La psicología es una antropología: dicho sea con el mismo desparpajo en que desde otro margen se ha podido decir que es una biología. La psicología es dilatada, extendida entre el dominio de las ciencias biológicas, en una vecindad, y el de las antroposociales en otra. Este avecinamiento es explorado en el presente ensayo: intento de extraer el potencial antropológico de la psicología, la antropología que de ella se desprende.

La exploración va a hacerse a lo largo de dos ejes conceptuales: el de acción y el de personalidad.  Este último es el concepto de psicología que más se acerca al de “anthropos”, “homo”. En cuanto al de acción servirá para acotar y bosquejar con algún detalle una sección de antropología psicológica, la relativa al Homo en cuanto “agens”, agente: antropología comportamental, por tanto, mejor que genéricamente psicológica.
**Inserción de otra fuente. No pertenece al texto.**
//! Write pipeline
//!
//! Per write, in order:
//! 1. resolve the document type
//! 2. authorize the caller
//! 3. validate the document
//! 4. grant access assignments
//! 5. assign channels
//!
//! Each step fires the matching custom action once it succeeds. The first
//! failure aborts the write; nothing after it runs.

use serde::Serialize;
use serde_json::Value;

use super::actions::{ActionMetadata, LifecycleEvent};
use super::errors::{SyncError, SyncResult};
use super::resolver::resolve_type;
use crate::access::{
    document_channels, resolve_assignments, AssignmentPlan, AuthorizationDecision, SyncHost,
    PUBLIC_CHANNEL,
};
use crate::observability::{log_event_with_fields, Event};
use crate::schema::{doc_id, effective_old_doc, is_deleted, DocumentDefinition, DocumentSchema, Operation};
use crate::validation::DocumentValidator;

/// What an accepted write produced
#[derive(Debug, Clone, PartialEq, Eq, Serialize)]
#[serde(rename_all = "camelCase")]
pub struct WriteOutcome {
    /// `None` for an accepted delete of an unidentifiable document
    pub doc_type: Option<String>,
    pub operation: Operation,
    pub channels: Vec<String>,
    #[serde(flatten)]
    pub assignments: AssignmentPlan,
}

/// Decides writes against one schema
#[derive(Debug, Clone)]
pub struct SyncPipeline {
    schema: DocumentSchema,
}

/// Fields attached to every pipeline log line
struct LogContext {
    doc_id: String,
    doc_type: String,
    operation: Operation,
}

impl LogContext {
    fn emit(&self, event: Event, extra: &[(&str, &str)]) {
        let mut fields = vec![
            ("doc_id", self.doc_id.as_str()),
            ("doc_type", self.doc_type.as_str()),
            ("operation", self.operation.as_str()),
        ];
        fields.extend_from_slice(extra);
        log_event_with_fields(event, &fields);
    }
}

/// Per-write state threaded through the steps
struct Write<'w> {
    doc: &'w Value,
    old_doc: Option<&'w Value>,
    definition: &'w DocumentDefinition,
    log: LogContext,
}

impl<'w> Write<'w> {
    fn fire(&self, metadata: ActionMetadata<'_>) -> SyncResult<()> {
        let event = metadata.event;
        self.definition
            .custom_actions
            .run(self.doc, self.old_doc, &metadata)
            .map_err(|message| {
                self.log.emit(
                    Event::CustomActionRejected,
                    &[("action", event.as_str()), ("message", message.as_str())],
                );
                SyncError::ActionRejected { event, message }
            })
    }

    fn metadata(&self, event: LifecycleEvent) -> ActionMetadata<'w> {
        ActionMetadata {
            type_id: &self.definition.type_id,
            definition: self.definition,
            authorization: None,
            access_assignments: None,
            channels: None,
            event,
        }
    }
}

impl SyncPipeline {
    pub fn new(schema: DocumentSchema) -> Self {
        Self { schema }
    }

    pub fn schema(&self) -> &DocumentSchema {
        &self.schema
    }

    /// Decide one write.
    ///
    /// `old_doc` is the stored revision, if any, exactly as stored (it may
    /// be a tombstone).
    ///
    /// # Errors
    ///
    /// The first refusal, or `Configuration` if the schema is broken.
    pub fn process(
        &self,
        doc: &Value,
        old_doc: Option<&Value>,
        host: &mut dyn SyncHost,
    ) -> SyncResult<WriteOutcome> {
        let effective_old = effective_old_doc(old_doc);
        let operation = Operation::of(doc, effective_old);
        let id = doc_id(doc).unwrap_or_default().to_string();

        let Some(definition) = resolve_type(&self.schema, doc, old_doc) else {
            return self.unresolved(doc, id, operation, host);
        };

        let write = Write {
            doc,
            old_doc,
            definition,
            log: LogContext {
                doc_id: id,
                doc_type: definition.type_id.clone(),
                operation,
            },
        };

        write.log.emit(Event::TypeResolved, &[]);
        write.fire(write.metadata(LifecycleEvent::TypeIdentificationSucceeded))?;

        let authorization = AuthorizationDecision::resolve(definition, doc, effective_old);
        if let Err(denial) = authorization.enforce(host) {
            let reason = denial.to_string();
            write.log.emit(Event::AuthorizationDenied, &[("reason", reason.as_str())]);
            return Err(SyncError::AuthorizationDenied(denial));
        }
        write.log.emit(Event::AuthorizationGranted, &[]);
        write.fire(ActionMetadata {
            authorization: Some(&authorization),
            ..write.metadata(LifecycleEvent::AuthorizationSucceeded)
        })?;

        let errors = DocumentValidator::new(definition)
            .validate(doc, old_doc)
            .map_err(|e| {
                write.log.emit(Event::ConfigurationError, &[("message", e.message())]);
                SyncError::Configuration(e)
            })?;
        if !errors.is_empty() {
            let count = errors.len().to_string();
            write.log.emit(Event::ValidationFailed, &[("errors", count.as_str())]);
            return Err(SyncError::ValidationFailed {
                doc_type: definition.type_id.clone(),
                errors,
            });
        }
        write.log.emit(Event::ValidationPassed, &[]);
        write.fire(ActionMetadata {
            authorization: Some(&authorization),
            ..write.metadata(LifecycleEvent::ValidationSucceeded)
        })?;

        let assignments = if is_deleted(doc) {
            AssignmentPlan::default()
        } else {
            resolve_assignments(definition, doc, effective_old)
        };
        if !is_deleted(doc) && definition.access_assignments.is_some() {
            assignments.apply(host);
            let grants = (assignments.access_grants.len() + assignments.role_grants.len()).to_string();
            write.log.emit(Event::AccessAssigned, &[("grants", grants.as_str())]);
            write.fire(ActionMetadata {
                authorization: Some(&authorization),
                access_assignments: Some(&assignments),
                ..write.metadata(LifecycleEvent::AccessAssignmentsSucceeded)
            })?;
        }

        let channels = document_channels(definition, doc, effective_old);
        host.channel(&channels);
        let joined = channels.join(",");
        write.log.emit(Event::ChannelsAssigned, &[("channels", joined.as_str())]);
        write.fire(ActionMetadata {
            authorization: Some(&authorization),
            access_assignments: Some(&assignments),
            channels: Some(&channels),
            ..write.metadata(LifecycleEvent::DocumentChannelAssignmentSucceeded)
        })?;

        Ok(WriteOutcome {
            doc_type: Some(definition.type_id.clone()),
            operation,
            channels,
            assignments,
        })
    }

    /// No definition matched: deletes are let through on the public
    /// channel, anything else is refused
    fn unresolved(
        &self,
        doc: &Value,
        doc_id: String,
        operation: Operation,
        host: &mut dyn SyncHost,
    ) -> SyncResult<WriteOutcome> {
        let log = LogContext {
            doc_id,
            doc_type: String::new(),
            operation,
        };

        if !is_deleted(doc) {
            log.emit(Event::TypeUnresolved, &[]);
            return Err(SyncError::UnknownDocumentType);
        }

        let channels = vec![PUBLIC_CHANNEL.to_string()];
        host.channel(&channels);
        log.emit(Event::UnknownTypeDeleteAccepted, &[]);
        Ok(WriteOutcome {
            doc_type: None,
            operation,
            channels,
            assignments: AssignmentPlan::default(),
        })
    }
}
Es un ensayo teórico y con voluntad de síntesis, bien fundado en la investigación, en análisis, modelos y teorías de distinto rango, de alcance micro o macro, que, por otra parte, se aducen de manera escueta y sin reverencia por las referencias. En la cancha donde compiten las tesis, las hipótesis, los conceptos teóricos, da lo mismo quién y dónde lo haya dicho el primero o el postrero. Haberlo dicho el último, ayer noche, tampoco adjudica la última palabra. Antes, al contrario, sólo con el tiempo, con el paso de cierto tiempo, se sedimentan las ideas en verdad sólidas. En cuestión de teoría no es tan de fiar lo de ayer mismo, que no ha pasado la prueba de fuego –la erosión- del tiempo y de la lectura crítica. La psicología no cambia de un año a otro en sus nociones básicas: la de aprendizaje, la de desarrollo vital, la de acción. En ella no se están produciendo hallazgos espectaculares, como el de la hélice ADN, que le cambien la faz de un día para otro. Conviene recordarlo cuando un fantasma recorre la psicología, el del corto plazo y lo reciente.
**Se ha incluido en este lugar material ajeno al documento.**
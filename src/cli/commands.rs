//! CLI command implementations
//!
//! Both commands load the config, set the log level, then load the schema.
//! A refused write is an answer, not a failure: `check` reports it as an
//! error response and exits cleanly. Only broken config, schema, or input
//! make the process fail.

use std::path::Path;

use serde::Deserialize;
use serde_json::{json, Value};

use crate::access::SyncHost;
use crate::config::SyncConfig;
use crate::observability::Logger;
use crate::schema::{DocumentSchema, SchemaLoader};
use crate::sync::{SyncError, SyncPipeline};

use super::args::Command;
use super::errors::{CliError, CliResult};
use super::io::{read_request, write_error, write_response};

/// One write to decide, as read from stdin
#[derive(Debug, Clone, Deserialize)]
#[serde(rename_all = "camelCase", deny_unknown_fields)]
pub struct CheckRequest {
    pub doc: Value,
    #[serde(default)]
    pub old_doc: Option<Value>,
}

impl CheckRequest {
    pub fn parse(value: Value) -> CliResult<Self> {
        let request: CheckRequest = serde_json::from_value(value)
            .map_err(|e| CliError::invalid_request(format!("Invalid check request: {}", e)))?;

        if !request.doc.is_object() {
            return Err(CliError::invalid_request("\"doc\" must be a JSON object"));
        }
        if let Some(old) = &request.old_doc {
            if !old.is_null() && !old.is_object() {
                return Err(CliError::invalid_request(
                    "\"oldDoc\" must be a JSON object or null",
                ));
            }
        }
        Ok(request)
    }

    fn old_doc(&self) -> Option<&Value> {
        self.old_doc.as_ref().filter(|old| !old.is_null())
    }
}

/// Run a command
pub fn run_command(cmd: Command) -> CliResult<()> {
    match cmd {
        Command::Check { config } => check(&config),
        Command::Lint { config } => lint(&config),
    }
}

fn boot(config_path: &Path) -> CliResult<(SyncConfig, DocumentSchema)> {
    let config = SyncConfig::load(config_path)?;
    Logger::set_min_severity(config.severity());
    let schema = SchemaLoader::load_file(&config.schema_path)?;
    Ok((config, schema))
}

/// Decide the write on stdin and print the outcome
pub fn check(config_path: &Path) -> CliResult<()> {
    let (config, schema) = boot(config_path)?;
    let request = CheckRequest::parse(read_request()?)?;

    let pipeline = SyncPipeline::new(schema);
    let mut host = config.host();
    match decide(&pipeline, &request, &mut host)? {
        Ok(data) => write_response(data),
        Err(refusal) => write_error(refusal.code(), &refusal.to_string()),
    }
}

/// Run one request through the pipeline.
///
/// The outer error is a CLI failure; the inner one is a refused write.
pub fn decide(
    pipeline: &SyncPipeline,
    request: &CheckRequest,
    host: &mut dyn SyncHost,
) -> CliResult<Result<Value, SyncError>> {
    match pipeline.process(&request.doc, request.old_doc(), host) {
        Ok(outcome) => Ok(Ok(serde_json::to_value(&outcome)?)),
        Err(SyncError::Configuration(e)) => Err(CliError::schema_error(e.to_string())),
        Err(refusal) => Ok(Err(refusal)),
    }
}

/// Load the schema and print its document types in declaration order
pub fn lint(config_path: &Path) -> CliResult<()> {
    let (_, schema) = boot(config_path)?;
    write_response(lint_report(&schema))
}

pub fn lint_report(schema: &DocumentSchema) -> Value {
    let types: Vec<&str> = schema.type_ids().collect();
    json!({
        "typeCount": types.len(),
        "types": types,
    })
}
Así que van a invocarse a menudo obras clásicas, obras-matriz de la psicología actual, que no puede cortar el cordón umbilical con ellas. El filósofo Whitehead (1974, p. 115) advirtió que “una ciencia que olvida a sus clásicos está perdida”. Se les invoca, pues, como “maestros” desde la convicción de la necesidad de exhumarles, de que para ciertos temas resulta imprescindible ir a los clásicos, en particular a los de una época, unos decenios, a mitad del siglo XX, caracterizables como “era de la teoría” en psicología. De ahí que en más de un capítulo haya que comenzar por recordar la historia pertinente al tema, las obras seminales que señalan el origen de las cuestiones, también de las tentativas de respuesta a ellas.
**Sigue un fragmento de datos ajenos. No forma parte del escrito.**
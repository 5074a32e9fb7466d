//! Schema loader for JSON schema files
//!
//! A schema file lists document definitions in declaration order:
//!
//! ```json
//! {
//!   "definitions": [
//!     {
//!       "typeId": "book",
//!       "typeFilter": { "kind": "idPrefix", "prefix": "book." },
//!       "channels": { "view": "books", "write": "editors" },
//!       "propertyValidators": [
//!         { "name": "title", "type": "string", "required": true }
//!       ]
//!     }
//!   ]
//! }
//! ```
//!
//! JSON only carries static constraint values. Dynamic constraints, custom
//! validation, custom filters, and custom actions are attached in code.
//!
//! Unknown validator type names are rejected at load time. An enum without
//! predefined values loads but fails when first exercised.

use std::fs;
use std::path::Path;

use regex::Regex;
use serde::Deserialize;
use serde_json::Value;

use super::constraint::Constraint;
use super::errors::{SchemaError, SchemaResult};
use super::types::{
    AccessAssignment, AttachmentConstraints, AttachmentReferenceRules, AuthorizationMap,
    DocumentDefinition, DocumentSchema, HashtableKeyValidator, PropertyValidator, TypeFilter,
    ValidatorKind,
};
use crate::observability::{log_event_with_fields, Event};

#[derive(Debug, Deserialize)]
#[serde(deny_unknown_fields)]
struct SchemaFile {
    definitions: Vec<DefinitionSource>,
}

#[derive(Debug, Deserialize)]
#[serde(rename_all = "camelCase", deny_unknown_fields)]
struct DefinitionSource {
    type_id: String,
    #[serde(default)]
    type_filter: Option<TypeFilterSource>,
    #[serde(default)]
    property_validators: Vec<ValidatorSource>,
    #[serde(default)]
    allow_unknown_properties: bool,
    #[serde(default)]
    channels: Option<AuthorizationMap>,
    #[serde(default)]
    authorized_roles: Option<AuthorizationMap>,
    #[serde(default)]
    authorized_users: Option<AuthorizationMap>,
    #[serde(default)]
    immutable: bool,
    #[serde(default)]
    cannot_replace: bool,
    #[serde(default)]
    cannot_delete: bool,
    #[serde(default)]
    allow_attachments: bool,
    #[serde(default)]
    attachment_constraints: Option<AttachmentConstraints>,
    #[serde(default)]
    access_assignments: Option<Vec<AssignmentSource>>,
}

#[derive(Debug, Deserialize)]
#[serde(tag = "kind", rename_all = "camelCase", deny_unknown_fields)]
enum TypeFilterSource {
    Simple,
    IdPrefix { prefix: String },
    IdPattern { pattern: String },
}

#[derive(Debug, Deserialize)]
#[serde(tag = "type", rename_all = "camelCase", deny_unknown_fields)]
enum AssignmentSource {
    Channel {
        #[serde(default)]
        users: Vec<String>,
        #[serde(default)]
        roles: Vec<String>,
        channels: Vec<String>,
    },
    Role {
        #[serde(default)]
        users: Vec<String>,
        roles: Vec<String>,
    },
}

#[derive(Debug, Default, Deserialize)]
#[serde(rename_all = "camelCase", deny_unknown_fields)]
struct KeyValidatorSource {
    #[serde(default)]
    must_not_be_empty: bool,
    #[serde(default)]
    regex_pattern: Option<String>,
}

#[derive(Debug, Deserialize)]
#[serde(rename_all = "camelCase", deny_unknown_fields)]
struct ValidatorSource {
    #[serde(default)]
    name: Option<String>,
    #[serde(rename = "type")]
    type_name: String,
    #[serde(default)]
    required: bool,
    #[serde(default)]
    immutable: bool,
    #[serde(default)]
    immutable_strict: bool,
    #[serde(default)]
    immutable_when_set: bool,
    #[serde(default)]
    immutable_when_set_strict: bool,
    #[serde(default)]
    must_not_be_empty: bool,
    #[serde(default)]
    minimum_value: Option<Value>,
    #[serde(default)]
    minimum_value_exclusive: Option<Value>,
    #[serde(default)]
    maximum_value: Option<Value>,
    #[serde(default)]
    maximum_value_exclusive: Option<Value>,
    #[serde(default)]
    minimum_length: Option<usize>,
    #[serde(default)]
    maximum_length: Option<usize>,
    #[serde(default)]
    must_equal: Option<Value>,
    #[serde(default)]
    must_equal_strict: Option<Value>,
    #[serde(default)]
    regex_pattern: Option<String>,
    #[serde(default)]
    predefined_values: Option<Vec<Value>>,
    #[serde(default)]
    property_validators: Option<Vec<ValidatorSource>>,
    #[serde(default)]
    allow_unknown_properties: bool,
    #[serde(default)]
    array_elements_validator: Option<Box<ValidatorSource>>,
    #[serde(default)]
    hashtable_keys_validator: Option<KeyValidatorSource>,
    #[serde(default)]
    hashtable_values_validator: Option<Box<ValidatorSource>>,
    #[serde(default)]
    supported_extensions: Option<Vec<String>>,
    #[serde(default)]
    supported_content_types: Option<Vec<String>>,
    #[serde(default)]
    maximum_size: Option<u64>,
}

impl ValidatorSource {
    /// First type-specific key set on a validator of another type
    fn misplaced_key(&self) -> Option<&'static str> {
        let keys: [(&'static str, bool, &str); 10] = [
            ("regexPattern", self.regex_pattern.is_some(), "string"),
            ("predefinedValues", self.predefined_values.is_some(), "enum"),
            ("propertyValidators", self.property_validators.is_some(), "object"),
            ("allowUnknownProperties", self.allow_unknown_properties, "object"),
            ("arrayElementsValidator", self.array_elements_validator.is_some(), "array"),
            ("hashtableKeysValidator", self.hashtable_keys_validator.is_some(), "hashtable"),
            ("hashtableValuesValidator", self.hashtable_values_validator.is_some(), "hashtable"),
            ("supportedExtensions", self.supported_extensions.is_some(), "attachmentReference"),
            ("supportedContentTypes", self.supported_content_types.is_some(), "attachmentReference"),
            ("maximumSize", self.maximum_size.is_some(), "attachmentReference"),
        ];
        keys.into_iter()
            .find(|(_, set, owner)| *set && *owner != self.type_name)
            .map(|(key, _, _)| key)
    }
}

/// Builds [`DocumentSchema`]s from JSON sources.
pub struct SchemaLoader;

impl SchemaLoader {
    /// Load and build the schema at `path`.
    ///
    /// Any read, parse, or build failure is FATAL.
    pub fn load_file(path: &Path) -> SchemaResult<DocumentSchema> {
        let source = path.display().to_string();
        let content = fs::read_to_string(path).map_err(|e| {
            SchemaError::malformed_schema(&source, format!("Failed to read file: {}", e))
        })?;

        let schema = Self::load_str(&source, &content)?;

        let types = schema.len().to_string();
        log_event_with_fields(
            Event::SchemaLoaded,
            &[("path", source.as_str()), ("types", types.as_str())],
        );
        Ok(schema)
    }

    /// Build a schema from JSON text; `source` names it in errors
    pub fn load_str(source: &str, content: &str) -> SchemaResult<DocumentSchema> {
        let file: SchemaFile = serde_json::from_str(content).map_err(|e| {
            SchemaError::malformed_schema(source, format!("Invalid JSON: {}", e))
        })?;
        Self::build(source, file)
    }

    /// Build a schema from an already-parsed JSON value
    pub fn load_value(source: &str, value: Value) -> SchemaResult<DocumentSchema> {
        let file: SchemaFile = serde_json::from_value(value).map_err(|e| {
            SchemaError::malformed_schema(source, format!("Invalid schema: {}", e))
        })?;
        Self::build(source, file)
    }

    fn build(source: &str, file: SchemaFile) -> SchemaResult<DocumentSchema> {
        let definitions = file
            .definitions
            .into_iter()
            .map(|d| build_definition(source, d))
            .collect::<SchemaResult<Vec<_>>>()?;
        DocumentSchema::new(definitions)
    }
}

fn compile_regex(source: &str, type_id: &str, path: &str, pattern: &str) -> SchemaResult<Regex> {
    Regex::new(pattern).map_err(|e| {
        SchemaError::malformed_schema(source, format!("Invalid pattern at \"{}\": {}", path, e))
            .for_type(type_id)
    })
}

fn build_definition(source: &str, raw: DefinitionSource) -> SchemaResult<DocumentDefinition> {
    let type_id = raw.type_id;

    let type_filter = match raw.type_filter {
        None | Some(TypeFilterSource::Simple) => TypeFilter::Simple,
        Some(TypeFilterSource::IdPrefix { prefix }) => TypeFilter::IdPrefix(prefix),
        Some(TypeFilterSource::IdPattern { pattern }) => {
            TypeFilter::IdPattern(compile_regex(source, &type_id, "typeFilter", &pattern)?)
        }
    };

    let validators = raw
        .property_validators
        .into_iter()
        .map(|v| build_property(source, &type_id, "", v))
        .collect::<SchemaResult<Vec<_>>>()?;

    let mut definition = DocumentDefinition::new(type_id)
        .type_filter(type_filter)
        .properties(validators)
        .allow_unknown_properties(raw.allow_unknown_properties)
        .immutable(raw.immutable)
        .cannot_replace(raw.cannot_replace)
        .cannot_delete(raw.cannot_delete)
        .allow_attachments(raw.allow_attachments);

    if let Some(channels) = raw.channels {
        definition = definition.channels(channels);
    }
    if let Some(roles) = raw.authorized_roles {
        definition = definition.authorized_roles(roles);
    }
    if let Some(users) = raw.authorized_users {
        definition = definition.authorized_users(users);
    }
    if let Some(constraints) = raw.attachment_constraints {
        definition = definition.attachment_constraints(constraints);
    }
    if let Some(assignments) = raw.access_assignments {
        let assignments: Vec<AccessAssignment> = assignments
            .into_iter()
            .map(|a| match a {
                AssignmentSource::Channel {
                    users,
                    roles,
                    channels,
                } => AccessAssignment::channel(users, roles, channels),
                AssignmentSource::Role { users, roles } => AccessAssignment::role(users, roles),
            })
            .collect();
        definition = definition.access_assignments(assignments);
    }

    Ok(definition)
}

/// Build a named property validator found under `parent_path`
fn build_property(
    source: &str,
    type_id: &str,
    parent_path: &str,
    raw: ValidatorSource,
) -> SchemaResult<PropertyValidator> {
    let name = raw.name.clone().ok_or_else(|| {
        SchemaError::malformed_schema(
            source,
            format!("Property validator under \"{}\" has no name", parent_path),
        )
        .for_type(type_id)
    })?;
    let path = if parent_path.is_empty() {
        name.clone()
    } else {
        format!("{}.{}", parent_path, name)
    };
    build_validator(source, type_id, &path, name, raw)
}

fn build_validator(
    source: &str,
    type_id: &str,
    path: &str,
    name: String,
    raw: ValidatorSource,
) -> SchemaResult<PropertyValidator> {
    let misplaced = raw.misplaced_key();
    let kind = match raw.type_name.as_str() {
        "string" => ValidatorKind::String {
            regex_pattern: raw
                .regex_pattern
                .as_deref()
                .map(|p| compile_regex(source, type_id, path, p).map(Constraint::from))
                .transpose()?,
        },
        "integer" => ValidatorKind::Integer,
        "float" => ValidatorKind::Float,
        "boolean" => ValidatorKind::Boolean,
        "date" => ValidatorKind::Date,
        "datetime" => ValidatorKind::DateTime,
        "time" => ValidatorKind::Time,
        "timezone" => ValidatorKind::TimeZone,
        "uuid" => ValidatorKind::Uuid,
        "any" => ValidatorKind::Any,
        "enum" => ValidatorKind::Enum {
            predefined_values: raw.predefined_values.map(Constraint::from),
        },
        "array" => ValidatorKind::Array {
            elements: raw
                .array_elements_validator
                .map(|e| {
                    let element_path = format!("{}[]", path);
                    build_validator(source, type_id, &element_path, String::new(), *e)
                })
                .transpose()?
                .map(Box::new),
        },
        "object" => ValidatorKind::Object {
            properties: raw
                .property_validators
                .map(|props| {
                    props
                        .into_iter()
                        .map(|p| build_property(source, type_id, path, p))
                        .collect::<SchemaResult<Vec<_>>>()
                })
                .transpose()?
                .map(Constraint::from),
            allow_unknown_properties: raw.allow_unknown_properties.into(),
        },
        "hashtable" => ValidatorKind::Hashtable {
            keys: raw
                .hashtable_keys_validator
                .map(|k| -> SchemaResult<HashtableKeyValidator> {
                    Ok(HashtableKeyValidator {
                        must_not_be_empty: k.must_not_be_empty.into(),
                        regex_pattern: k
                            .regex_pattern
                            .as_deref()
                            .map(|p| compile_regex(source, type_id, path, p).map(Constraint::from))
                            .transpose()?,
                    })
                })
                .transpose()?,
            values: raw
                .hashtable_values_validator
                .map(|v| {
                    let value_path = format!("{}[]", path);
                    build_validator(source, type_id, &value_path, String::new(), *v)
                })
                .transpose()?
                .map(Box::new),
        },
        "attachmentReference" => ValidatorKind::AttachmentReference(AttachmentReferenceRules {
            supported_extensions: raw.supported_extensions.map(Constraint::from),
            supported_content_types: raw.supported_content_types.map(Constraint::from),
            maximum_size: raw.maximum_size.map(Constraint::from),
        }),
        other => return Err(SchemaError::unknown_validator_type(type_id, path, other)),
    };
    if let Some(key) = misplaced {
        return Err(SchemaError::malformed_schema(
            source,
            format!("\"{}\" does not apply to {} validator at \"{}\"", key, raw.type_name, path),
        )
        .for_type(type_id));
    }

    let mut validator = PropertyValidator::new(name, kind)
        .required(raw.required)
        .immutable(raw.immutable)
        .immutable_strict(raw.immutable_strict)
        .immutable_when_set(raw.immutable_when_set)
        .immutable_when_set_strict(raw.immutable_when_set_strict)
        .must_not_be_empty(raw.must_not_be_empty);

    validator.minimum_value = raw.minimum_value.map(Constraint::from);
    validator.minimum_value_exclusive = raw.minimum_value_exclusive.map(Constraint::from);
    validator.maximum_value = raw.maximum_value.map(Constraint::from);
    validator.maximum_value_exclusive = raw.maximum_value_exclusive.map(Constraint::from);
    validator.minimum_length = raw.minimum_length.map(Constraint::from);
    validator.maximum_length = raw.maximum_length.map(Constraint::from);
    validator.must_equal = raw.must_equal.map(Constraint::from);
    validator.must_equal_strict = raw.must_equal_strict.map(Constraint::from);

    Ok(validator)
}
Puede que de la mirada retrospectiva a aquella era clásica se desprenda en algunas páginas cierto aroma a rancio, un aroma que en psicología rodea hoy, así se percibe, a cualquier orientación de teoría. Ya Skinner se preguntaba, escéptico, si eran necesarias las teorías del aprendizaje. Muchos otros no lo han expresado tan claro, pero lo han dado a entender. Se dice sin rebozo que las teorías no hacen falta para la terapia ni para una ingeniería social de base psicológica. Los enfoques multitécnica en la intervención con individuos o con grupos adolecen igualmente de ese sesgo: se desentienden de teorías; se atienen a lo que funciona con eficacia en cada caso. Incluso entre los investigadores ha caído en picado el interés por la teoría; y la literatura científica resultante oscila entre dos géneros: el informe de investigación propia y la revisión de investigación ajena. Lo demás se reputa “filosofía” en acepción desdeñosa: como retórica, no ciencia.

De no-ciencia podría ser tachado el presente libro por salirse de los cánones. La descalificación, sin embargo, no daría en la diana por no atender a su género. No es un tratado, desde luego, mucho menos una revisión. Además, se aparta del estilo académico, del formato consagrado en los textos de psicología. No procede por acumulación de citas, minuciosa y exhaustivamente recogidas, como se le pide a un joven doctorando o a quien atesora méritos para prosperar en la carrera universitaria. Al autor su condición de catedrático emérito y octogenario, en rima fácil con dinosaurio, acaso le confiere autoridad o le da simple permiso para no necesitar contar uno a uno los árboles que no dejan ver el bosque e ir derechamente al bulto del bosque. Le autoriza a exponer y exponerse sin valla de respetabilidad académica con que ensayistas y docentes a veces intentan protegerse; y a tomar como modelo no al paciente redactor de un capítulo de “Annual review”, sino –discúlpese la audacia- a un Skinner o a un Piaget, que se ciñeron siempre a las citas esenciales sin irse por el follaje y las ramas de la profusión en referencias.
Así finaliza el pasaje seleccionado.